> [Extracted material]:
//! Bounded worker pool.
//!
//! A fixed set of named threads draining a bounded job queue. Submission
//! waits for queue space until a caller-supplied deadline; a job that still
//! does not fit is handed back so the caller can undo what it owns.

use std::panic::{self, AssertUnwindSafe};
use std::thread::{self, JoinHandle};
use std::time::Instant;

use crossbeam_channel::{bounded, Receiver, SendTimeoutError, Sender};

use crate::error::DispatchError;

/// Unit of work run on a pool thread.
pub(crate) type Job = Box<dyn FnOnce() + Send + 'static>;

/// A job the pool did not accept, returned unrun.
pub(crate) struct Rejected {
    pub(crate) error: DispatchError,
    pub(crate) job: Job,
}

pub(crate) struct WorkerPool {
    tx: Option<Sender<Job>>,
    workers: Vec<JoinHandle<()>>,
    queue_capacity: usize,
}

impl std::fmt::Debug for WorkerPool {
    fn fmt(&self, f: &mut std::fmt::Formatter<'_>) -> std::fmt::Result {
        f.debug_struct("WorkerPool")
            .field("workers", &self.workers.len())
            .field("queue_capacity", &self.queue_capacity)
            .field("running", &self.is_running())
            .finish()
    }
}

impl WorkerPool {
    pub(crate) fn start(name: &str, workers: usize, queue_capacity: usize) -> Result<Self, DispatchError> {
        let workers = workers.max(1);
        let queue_capacity = queue_capacity.max(1);
        let (tx, rx) = bounded::<Job>(queue_capacity);

        let mut pool = Self {
            tx: Some(tx),
            workers: Vec::with_capacity(workers),
            queue_capacity,
        };
        for idx in 0..workers {
            let rx: Receiver<Job> = rx.clone();
            let handle = thread::Builder::new()
                .name(format!("reconcile-{name}-{idx}"))
                .spawn(move || {
                    while let Ok(job) = rx.recv() {
                        // A panicking job must not take the worker down with it.
                        if panic::catch_unwind(AssertUnwindSafe(job)).is_err() {
                            tracing::error!("worker_job_panicked");
                        }
                    }
                })
                .map_err(|e| DispatchError::Spawn {
                    message: e.to_string(),
                });
            match handle {
                Ok(handle) => pool.workers.push(handle),
                Err(e) => {
                    pool.shutdown();
                    return Err(e);
                }
            }
        }

        tracing::debug!(pool = name, workers, queue_capacity, "worker_pool_started");
        Ok(pool)
    }

    pub(crate) const fn queue_capacity(&self) -> usize {
        self.queue_capacity
    }

    pub(crate) const fn is_running(&self) -> bool {
        self.tx.is_some()
    }

    /// Queues `job`, waiting for space until `deadline`.
    ///
    /// A past deadline still accepts the job if the queue has room.
    pub(crate) fn submit_until(&self, job: Job, deadline: Instant) -> Result<(), Rejected> {
        let Some(tx) = &self.tx else {
            return Err(Rejected {
                error: DispatchError::Shutdown,
                job,
            });
        };
        match tx.send_deadline(job, deadline) {
            Ok(()) => Ok(()),
            Err(SendTimeoutError::Timeout(job)) => Err(Rejected {
                error: DispatchError::QueueFull {
                    capacity: self.queue_capacity,
                },
                job,
            }),
            Err(SendTimeoutError::Disconnected(job)) => Err(Rejected {
                error: DispatchError::Shutdown,
                job,
            }),
        }
    }

    /// Closes the queue, lets workers drain it, and joins them. Idempotent.
    pub(crate) fn shutdown(&mut self) {
        // Dropping the sender ends every worker's recv loop once the queue is empty.
        if self.tx.take().is_none() {
            return;
        }
        for handle in self.workers.drain(..) {
            let _ = handle.join();
        }
    }
}

impl Drop for WorkerPool {
    fn drop(&mut self) {
        self.shutdown();
    }
}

> [Problem requirements]:
Copy each line of the data that contains the word "workers", leaving the other lines out.

> [Expected answer]:
    workers: Vec<JoinHandle<()>>,
            .field("workers", &self.workers.len())
    pub(crate) fn start(name: &str, workers: usize, queue_capacity: usize) -> Result<Self, DispatchError> {
        let workers = workers.max(1);
            workers: Vec::with_capacity(workers),
        for idx in 0..workers {
                Ok(handle) => pool.workers.push(handle),
        tracing::debug!(pool = name, workers, queue_capacity, "worker_pool_started");
    /// Closes the queue, lets workers drain it, and joins them. Idempotent.
        for handle in self.workers.drain(..) {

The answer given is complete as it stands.